Two Rows By The Sea – A Very Powerful Poem

Two Rows By The Sea – A Very Powerful Poem

Our Minister at church this morning told us about attending the Portstewart Convention during the week. The last time I was there was in 2013 with Leah, I write about this here.

Our Minister read to us a poem called Two Rows By The Sea that he had heard at the Portstewart Convention.

He explained the background of the poem to us:

On February 15, 2015 a gruesome video was released showing the beheading of 21 Egyptian Christians by Islamic fanatics in Libya. As they were being executed, cries of “O Jesus” could be heard in the background. The video shocked the country. Both Christians and Muslims shared a common revulsion over this barbaric act. As soon as the video was broadcast, Egyptian President El-Sisi delivered a speech declaring 7 days of mourning. Shortly afterwards, the Egyptian Air Force bombed ISIS targets in Libya.
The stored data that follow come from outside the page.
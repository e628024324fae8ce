//! Mock construction helpers

use crossbeam_channel::{unbounded, Receiver, Sender};
use parking_lot::Mutex;

use pip_compositor::{
    framework::{BusMessage, MediaFramework, PadNotifier},
    pipeline::{NodeConfig, NodeId, NodeKind, PadInfo, PipelineState},
};

/// Calls observed by [`ScriptedFramework`], in order
#[derive(Debug, Clone, PartialEq, Eq)]
pub enum FrameworkCall {
    CreateNode(String),
    SetState(PipelineState),
    Link(String, String),
}

/// A framework that never produces anything on its own.
///
/// Tests post bus messages and pad announcements themselves, and inspect the
/// calls the pipeline made.
pub struct ScriptedFramework {
    bus_tx: Sender<BusMessage>,
    bus_rx: Receiver<BusMessage>,
    calls: Mutex<Vec<FrameworkCall>>,
    notifiers: Mutex<Vec<(NodeId, PadNotifier)>>,
    names: Mutex<Vec<(NodeId, String)>>,
}

impl ScriptedFramework {
    pub fn new() -> Self {
        let (bus_tx, bus_rx) = unbounded();
        Self {
            bus_tx,
            bus_rx,
            calls: Mutex::new(Vec::new()),
            notifiers: Mutex::new(Vec::new()),
            names: Mutex::new(Vec::new()),
        }
    }

    /// Post a message as if a node had sent it
    pub fn post(&self, message: BusMessage) {
        self.bus_tx.send(message).expect("bus receiver alive");
    }

    pub fn calls(&self) -> Vec<FrameworkCall> {
        self.calls.lock().clone()
    }

    pub fn states(&self) -> Vec<PipelineState> {
        self.calls()
            .into_iter()
            .filter_map(|c| match c {
                FrameworkCall::SetState(s) => Some(s),
                _ => None,
            })
            .collect()
    }

    /// Notifier handed to `producer` at build time
    pub fn notifier(&self, producer: NodeId) -> Option<PadNotifier> {
        self.notifiers
            .lock()
            .iter()
            .find(|(id, _)| *id == producer)
            .map(|(_, n)| n.clone())
    }

    fn name(&self, id: NodeId) -> String {
        self.names
            .lock()
            .iter()
            .find(|(n, _)| *n == id)
            .map(|(_, name)| name.clone())
            .unwrap_or_default()
    }
}

impl Default for ScriptedFramework {
    fn default() -> Self {
        Self::new()
    }
}

impl MediaFramework for ScriptedFramework {
    fn create_node(
        &self,
        id: NodeId,
        _kind: NodeKind,
        name: &str,
        _config: &NodeConfig,
    ) -> Result<(), String> {
        self.names.lock().push((id, name.to_string()));
        self.calls
            .lock()
            .push(FrameworkCall::CreateNode(name.to_string()));
        Ok(())
    }

    fn connect_pad_added(&self, producer: NodeId, notifier: PadNotifier) {
        self.notifiers.lock().push((producer, notifier));
    }

    fn link_pads(&self, from: &PadInfo, to: &PadInfo) {
        let call = FrameworkCall::Link(
            format!("{}:{}", self.name(from.node), from.name),
            format!("{}:{}", self.name(to.node), to.name),
        );
        self.calls.lock().push(call);
    }

    fn set_state(&self, state: PipelineState) {
        self.calls.lock().push(FrameworkCall::SetState(state));
    }

    fn bus(&self) -> Receiver<BusMessage> {
        self.bus_rx.clone()
    }
}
In response, the Bible Society of Egypt produced a simple leaflet called Two Rows by the Sea. Scripture verses were carefully chosen. A moving poem was written that finishes by asking some searching questions:

Two Rows By the Sea

“Two rows of men walked the shore of the sea,

On a day when the world’s tears would run free.

One a row of assassins, who thought they did right,

The other of innocents, true sons of the light.

One holding knives in hands held high,

The other with hands empty, defenseless and tied.

One row of slits to conceal glaring-dead eyes,

The other with living eyes raised to the skies.

One row stood steady, pall-bearers of death,

The other knelt ready, welcoming heaven’s breath.

One row spewed wretched, contemptible threats,

The other spread God-given peace and rest.

A Question… Who fears the other?

The row in orange, watching paradise open?

Or the row in black, with minds evil and broken?”

Several thoughts went through my head as I heard this poem being read.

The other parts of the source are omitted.